Cuillier said the law significantly introduces a judge into decision-making about record seizure and would protect against many day-to-day seizures, such as a videotape of a protest.
Although judges could benefit journalists by restraining Department of Justice seizures, he said, courts could also restrict the limited rights guaranteed to journalists in a shield law.
Cuillier noted courts have restricted, rather than broadened, access to public records under the Freedom of Information Act with rulings specifying that out-of-state residents aren't entitled to state records, and imposing the "central purpose test" that restricts what records the public can seek.
"It's hard to say how the courts would interpret shield law legislation. It's hard to predict courts, which direction they will go," he said. "The courts [sometimes] just bungle things, they misinterpret the intent of the statutes."
Pre-notification of record seizure under the proposed law could also be waived if notice would allegedly risk serious injuries, deaths or "grave harm to national security."
The "harm to national security" standard could invalidate protections for reporters working on stories about leaked information – for example, copies of documents leaked by former National Security Agency contractor Edward Snowden.

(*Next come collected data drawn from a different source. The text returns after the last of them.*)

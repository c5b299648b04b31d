//! In-Process Database
//!
//! A table store living in the driver's own process, addressed with `mem:`
//! locations. Used for embedded clusters and for exercising the driver
//! without a running MariaDB server.

use std::collections::{BTreeMap, HashSet};
use std::sync::atomic::{AtomicBool, Ordering};

use async_trait::async_trait;
use tokio::sync::RwLock;

use super::{table_not_found, Database, Row, RowChange, RowKey, Snapshot, TableSchema, TableSnapshot, Value};
use crate::error::{Error, Result};

/// Rows grouped by key. Keyed tables hold one row per key; tables without
/// a primary key may hold several identical rows.
type RowSet = BTreeMap<RowKey, Vec<Row>>;

struct MemoryTable {
    schema: TableSchema,
    rows: RowSet,
    next_identity: i64,
}

impl MemoryTable {
    fn new(schema: TableSchema) -> Self {
        Self {
            schema,
            rows: BTreeMap::new(),
            next_identity: 1,
        }
    }

    fn assign_identity(&mut self, row: Row) -> Row {
        assign_identity(&self.schema, &mut self.next_identity, row)
    }

    fn all_rows(&self) -> Vec<Row> {
        self.rows.values().flatten().cloned().collect()
    }

    fn row_count(&self) -> usize {
        self.rows.values().map(Vec::len).sum()
    }
}

fn insert_row(schema: &TableSchema, rows: &mut RowSet, row: Row) -> Result<()> {
    let key = schema.key_of(&row);
    let copies = rows.entry(key).or_default();
    if schema.has_primary_key() && !copies.is_empty() {
        return Err(Error::DuplicateKey {
            table: schema.name.clone(),
            key: format_key(&schema.key_of(&row)),
        });
    }
    copies.push(row);
    Ok(())
}

/// Remove one row with the given key
fn delete_row(rows: &mut RowSet, key: &RowKey) -> bool {
    let Some(copies) = rows.get_mut(key) else {
        return false;
    };
    copies.pop();
    if copies.is_empty() {
        rows.remove(key);
    }
    true
}

/// Fill NULL identity columns and advance the identity counter
fn assign_identity(schema: &TableSchema, next_identity: &mut i64, mut row: Row) -> Row {
    for column in &schema.identity_columns {
        if let Some(idx) = schema.column_index(column) {
            match row.get(idx).and_then(Value::as_i64) {
                Some(v) => *next_identity = (*next_identity).max(v + 1),
                None if idx < row.len() => {
                    row[idx] = Value::Int(*next_identity);
                    *next_identity += 1;
                }
                None => {}
            }
        }
    }
    row
}

#[derive(Default)]
struct MemoryStore {
    tables: BTreeMap<String, MemoryTable>,
    sequences: BTreeMap<String, i64>,
    failing_tables: HashSet<String>,
}

impl MemoryStore {
    fn table(&self, name: &str) -> Result<&MemoryTable> {
        if self.failing_tables.contains(name) {
            return Err(Error::QueryExecution(format!("table {} is failing", name)));
        }
        self.tables.get(name).ok_or_else(|| table_not_found(name))
    }

    fn table_mut(&mut self, name: &str) -> Result<&mut MemoryTable> {
        if self.failing_tables.contains(name) {
            return Err(Error::QueryExecution(format!("table {} is failing", name)));
        }
        self.tables.get_mut(name).ok_or_else(|| table_not_found(name))
    }
}

/// In-process database
pub struct MemoryDatabase {
    name: String,
    store: RwLock<MemoryStore>,
    available: AtomicBool,
}

impl MemoryDatabase {
    /// Create an empty database
    pub fn new(name: impl Into<String>) -> Self {
        Self {
            name: name.into(),
            store: RwLock::new(MemoryStore::default()),
            available: AtomicBool::new(true),
        }
    }

    /// Database name (the part after `mem:`)
    pub fn name(&self) -> &str {
        &self.name
    }

    /// Mark the database reachable or unreachable
    pub fn set_available(&self, available: bool) {
        self.available.store(available, Ordering::SeqCst);
    }

    /// Make every access to one table fail, or clear that failure
    pub async fn set_table_failing(&self, table: &str, failing: bool) {
        let mut store = self.store.write().await;
        if failing {
            store.failing_tables.insert(table.to_string());
        } else {
            store.failing_tables.remove(table);
        }
    }

    /// Create a table, replacing any existing one with the same name
    pub async fn create_table(&self, schema: TableSchema) {
        let mut store = self.store.write().await;
        store.tables.insert(schema.name.clone(), MemoryTable::new(schema));
    }

    /// Create a sequence
    pub async fn create_sequence(&self, name: &str, value: i64) {
        self.store.write().await.sequences.insert(name.to_string(), value);
    }

    /// Insert a row directly, bypassing the cluster
    pub async fn insert(&self, table: &str, row: Row) -> Result<()> {
        self.apply_named(table, &[RowChange::Insert(row)]).await.map(|_| ())
    }

    /// Rows of a table, ordered by key
    pub async fn rows(&self, table: &str) -> Result<Vec<Row>> {
        let store = self.store.read().await;
        Ok(store.table(table)?.all_rows())
    }

    /// Next value the identity column of a table will hand out
    pub async fn identity_value(&self, table: &str) -> Result<i64> {
        Ok(self.store.read().await.table(table)?.next_identity)
    }

    async fn apply_named(&self, table: &str, changes: &[RowChange]) -> Result<u64> {
        self.check_available()?;
        let mut store = self.store.write().await;
        let table = store.table_mut(table)?;

        // Stage against a copy so the batch is all-or-nothing
        let mut rows = table.rows.clone();
        let mut next_identity = table.next_identity;
        let mut affected = 0;

        for change in changes {
            match change {
                RowChange::Insert(row) => {
                    let row = assign_identity(&table.schema, &mut next_identity, row.clone());
                    insert_row(&table.schema, &mut rows, row)?;
                    affected += 1;
                }
                RowChange::Update(row) => {
                    let key = table.schema.key_of(row);
                    if let Some(existing) = rows.get_mut(&key).and_then(|copies| copies.first_mut()) {
                        *existing = row.clone();
                        affected += 1;
                    }
                }
                RowChange::Delete(key) => {
                    if delete_row(&mut rows, key) {
                        affected += 1;
                    }
                }
            }
        }

        table.rows = rows;
        table.next_identity = next_identity;
        Ok(affected)
    }

    fn check_available(&self) -> Result<()> {
        if self.available.load(Ordering::SeqCst) {
            Ok(())
        } else {
            Err(Error::Unavailable(format!("mem:{}", self.name)))
        }
    }
}

fn format_key(key: &RowKey) -> String {
    let parts: Vec<String> = key.iter().map(|v| v.to_string()).collect();
    format!("({})", parts.join(", "))
}

#[async_trait]
impl Database for MemoryDatabase {
    async fn ping(&self) -> Result<()> {
        self.check_available()
    }

    async fn tables(&self) -> Result<Vec<TableSchema>> {
        self.check_available()?;
        let store = self.store.read().await;
        Ok(store.tables.values().map(|t| t.schema.clone()).collect())
    }

    async fn sequences(&self) -> Result<Vec<String>> {
        self.check_available()?;
        Ok(self.store.read().await.sequences.keys().cloned().collect())
    }

    async fn sequence_value(&self, name: &str) -> Result<i64> {
        self.check_available()?;
        self.store
            .read()
            .await
            .sequences
            .get(name)
            .copied()
            .ok_or_else(|| Error::QueryExecution(format!("unknown sequence {}", name)))
    }

    async fn set_sequence_value(&self, name: &str, value: i64) -> Result<()> {
        self.check_available()?;
        self.store.write().await.sequences.insert(name.to_string(), value);
        Ok(())
    }

    async fn set_identity(&self, table: &TableSchema, _column: &str, next: i64) -> Result<()> {
        self.check_available()?;
        let mut store = self.store.write().await;
        store.table_mut(&table.name)?.next_identity = next;
        Ok(())
    }

    async fn scan(&self, table: &TableSchema) -> Result<Vec<Row>> {
        self.check_available()?;
        self.rows(&table.name).await
    }

    async fn apply(&self, table: &TableSchema, changes: &[RowChange]) -> Result<u64> {
        self.apply_named(&table.name, changes).await
    }

    async fn truncate(&self, table: &TableSchema) -> Result<u64> {
        self.check_available()?;
        let mut store = self.store.write().await;
        let table = store.table_mut(&table.name)?;
        let removed = table.row_count() as u64;
        table.rows.clear();
        Ok(removed)
    }

    async fn export(&self) -> Result<Snapshot> {
        self.check_available()?;
        // One read lock for a consistent snapshot
        let store = self.store.read().await;
        if let Some(failing) = store.failing_tables.iter().next() {
            return Err(Error::QueryExecution(format!("table {} is failing", failing)));
        }
        Ok(Snapshot {
            tables: store
                .tables
                .values()
                .map(|t| TableSnapshot {
                    schema: t.schema.clone(),
                    rows: t.all_rows(),
                })
                .collect(),
            sequences: store.sequences.iter().map(|(k, v)| (k.clone(), *v)).collect(),
        })
    }

    async fn import(&self, snapshot: &Snapshot) -> Result<()> {
        self.check_available()?;
        let mut store = self.store.write().await;
        if let Some(failing) = store.failing_tables.iter().next() {
            return Err(Error::QueryExecution(format!("table {} is failing", failing)));
        }

        // Rebuild every table before swapping any in
        let mut restored_tables = Vec::with_capacity(snapshot.tables.len());
        for table in &snapshot.tables {
            let mut restored = MemoryTable::new(table.schema.clone());
            for row in &table.rows {
                let row = restored.assign_identity(row.clone());
                insert_row(&table.schema, &mut restored.rows, row)?;
            }
            restored_tables.push(restored);
        }
        for restored in restored_tables {
            store.tables.insert(restored.schema.name.clone(), restored);
        }
        for (name, value) in &snapshot.sequences {
            store.sequences.insert(name.clone(), *value);
        }
        Ok(())
    }
}

#[cfg(test)]
mod tests {
    use super::*;
    use crate::database::ColumnSchema;

    fn users() -> TableSchema {
        TableSchema::new(
            "users",
            vec![ColumnSchema::new("id", "int"), ColumnSchema::new("name", "text")],
            &["id"],
        )
        .with_identity("id")
    }

    #[tokio::test]
    async fn test_insert_and_scan() {
        let db = MemoryDatabase::new("test");
        db.create_table(users()).await;

        db.insert("users", vec![Value::Int(2), Value::from("Bob")]).await.unwrap();
        db.insert("users", vec![Value::Int(1), Value::from("Alice")]).await.unwrap();

        let rows = db.scan(&users()).await.unwrap();
        assert_eq!(rows.len(), 2);
        assert_eq!(rows[0][1], Value::from("Alice"));
        assert_eq!(db.identity_value("users").await.unwrap(), 3);
    }

    #[tokio::test]
    async fn test_identity_assignment() {
        let db = MemoryDatabase::new("test");
        db.create_table(users()).await;

        db.insert("users", vec![Value::Null, Value::from("Alice")]).await.unwrap();
        db.insert("users", vec![Value::Null, Value::from("Bob")]).await.unwrap();

        let rows = db.rows("users").await.unwrap();
        assert_eq!(rows[0][0], Value::Int(1));
        assert_eq!(rows[1][0], Value::Int(2));
    }

    #[tokio::test]
    async fn test_batch_is_atomic() {
        let db = MemoryDatabase::new("test");
        db.create_table(users()).await;
        db.insert("users", vec![Value::Int(1), Value::from("Alice")]).await.unwrap();

        let result = db
            .apply(
                &users(),
                &[
                    RowChange::Insert(vec![Value::Int(2), Value::from("Bob")]),
                    RowChange::Insert(vec![Value::Int(1), Value::from("Dup")]),
                ],
            )
            .await;
        assert!(matches!(result, Err(Error::DuplicateKey { .. })));
        assert_eq!(db.rows("users").await.unwrap().len(), 1);
    }

    #[tokio::test]
    async fn test_update_and_delete() {
        let db = MemoryDatabase::new("test");
        db.create_table(users()).await;
        db.insert("users", vec![Value::Int(1), Value::from("Alice")]).await.unwrap();

        let affected = db
            .apply(
                &users(),
                &[
                    RowChange::Update(vec![Value::Int(1), Value::from("Alicia")]),
                    RowChange::Update(vec![Value::Int(9), Value::from("Nobody")]),
                ],
            )
            .await
            .unwrap();
        assert_eq!(affected, 1);
        assert_eq!(db.rows("users").await.unwrap()[0][1], Value::from("Alicia"));

        db.apply(&users(), &[RowChange::Delete(vec![Value::Int(1)])]).await.unwrap();
        assert!(db.rows("users").await.unwrap().is_empty());
    }

    #[tokio::test]
    async fn test_keyless_table_keeps_duplicates() {
        let log = TableSchema::new(
            "audit_log",
            vec![ColumnSchema::new("event", "text"), ColumnSchema::new("n", "int")],
            &[],
        );
        let db = MemoryDatabase::new("test");
        db.create_table(log.clone()).await;

        let entry = vec![Value::from("login"), Value::Int(1)];
        db.insert("audit_log", entry.clone()).await.unwrap();
        db.insert("audit_log", entry.clone()).await.unwrap();
        assert_eq!(db.rows("audit_log").await.unwrap(), vec![entry.clone(), entry.clone()]);

        // A delete removes a single copy
        let affected = db.apply(&log, &[RowChange::Delete(entry.clone())]).await.unwrap();
        assert_eq!(affected, 1);
        assert_eq!(db.rows("audit_log").await.unwrap(), vec![entry]);
    }

    #[tokio::test]
    async fn test_unavailable() {
        let db = MemoryDatabase::new("test");
        db.create_table(users()).await;
        db.set_available(false);

        assert!(matches!(db.ping().await, Err(Error::Unavailable(_))));
        assert!(db.scan(&users()).await.is_err());

        db.set_available(true);
        assert!(db.ping().await.is_ok());
    }

    #[tokio::test]
    async fn test_export_import() {
        let source = MemoryDatabase::new("source");
        source.create_table(users()).await;
        source.create_sequence("order_seq", 17).await;
        source.insert("users", vec![Value::Int(1), Value::from("Alice")]).await.unwrap();

        let target = MemoryDatabase::new("target");
        target.create_table(users()).await;
        target.insert("users", vec![Value::Int(5), Value::from("Stale")]).await.unwrap();

        let snapshot = source.export().await.unwrap();
        target.import(&snapshot).await.unwrap();

        assert_eq!(target.rows("users").await.unwrap(), source.rows("users").await.unwrap());
        assert_eq!(target.sequence_value("order_seq").await.unwrap(), 17);
    }
}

"Lawmakers introduced this bill after the federal government violated press freedom by probing the phone records of Associated Press reporters, yet it does the very thing it purports to stop," said Jason Stverak, president of the Franklin Center for Government and Public Integrity, in a Monday statement denouncing the proposal. "Rather than provide a 'shield' for journalists so that the government cannot force them to reveal confidential sources... [it] leaves gaping loopholes of vague language ripe for government exploitation."
For critics, the most heinous aspect of the pending bill is its definition of who is – and more specifically, who is not – a journalist.

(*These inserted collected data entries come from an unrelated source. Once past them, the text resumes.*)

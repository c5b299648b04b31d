//! WolfHA - High-Availability Database Cluster Driver
//!
//! Presents a set of replicated member databases as one logical database.
//! Connections are routed to active members by a balancer, writes are fanned
//! out to every active member, and members that drop out are brought back by
//! synchronizing them from an active member on a cron schedule.
//!
//! # Architecture
//!
//! Each registered cluster owns a balancer holding its active members, a
//! state manager persisting which members are active, and a metadata cache of
//! member schemas. A member that fails a write is deactivated; the scheduled
//! sweep synchronizes it with the configured strategy and activates it again.
//!
//! # Features
//!
//! - Synchronization strategies: full, dump-restore, differential,
//!   fast-differential, per-table and passive
//! - Balancers: simple, round-robin, random and load
//! - State managers: in-memory, MariaDB/MySQL, SQLite and an append-only file log
//! - Quartz-style cron schedules for re-activation
//! - HTTP API for status and manual activation

pub mod api;
pub mod balancer;
pub mod cluster;
pub mod config;
pub mod cron;
pub mod database;
pub mod error;
pub mod metadata;
pub mod state;
pub mod sync;

pub use config::WolfHaConfig;
pub use error::{Error, Result};

/// Re-export commonly used types
pub mod prelude {
    pub use crate::balancer::{Balancer, BalancerKind};
    pub use crate::cluster::{Cluster, ClusterConfiguration, Connection, DriverRegistry};
    pub use crate::config::{ClusterSettings, StateConfig, WolfHaConfig};
    pub use crate::cron::CronExpression;
    pub use crate::database::{Database, DatabaseDescriptor, RowChange, Value};
    pub use crate::error::{Error, Result};
    pub use crate::metadata::{MetadataCache, MetadataCacheKind};
    pub use crate::state::{StateManager, StateManagerKind};
    pub use crate::sync::{SyncReport, SynchronizationStrategy};
}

An amendment successfully pushed by Sen. Dianne Feinstein, D-Calif., intentionally excises WikiLeaks publisher Julian Assange from supposed legal protections for journalists. Assange's role in disseminating and offering commentary on leaked primary source material on the U.S. wars in Iraq and Afghanistan and State Department cables infuriated Feinstein, who in a 2010 Wall Street Journal op-ed insisted that Assange be put on trial under the Espionage Act.
Feinstein's successful amendment specifically removes from the protected journalist pool terrorists, agents of foreign governments and anyone "whose principal function, as demonstrated by the totality of such person or entity's work, is to publish primary source documents that have been disclosed to such person or entity without authorization."
Pollack said the amendment "runs contrary to the First Amendment," which itself does not define press membership. "The very purpose of the First Amendment is to prevent Congress from picking and choosing which type of disseminators of information are worthy of protection," he said.
"It is particularly ironic that it determined that those journalists who provide truthful information directly to the public for its consideration are less deserving of protection than those who filter what information they provide to the public," Pollack said.
Pollack represents Assange in the U.S. where the leak-facilitator is a subject in an ongoing grand jury investigation into WikiLeaks. Other attorneys represent Assange in Europe, where he is holed up in Ecuador's London embassy to avoid extradition to Sweden for questioning about alleged sex crimes.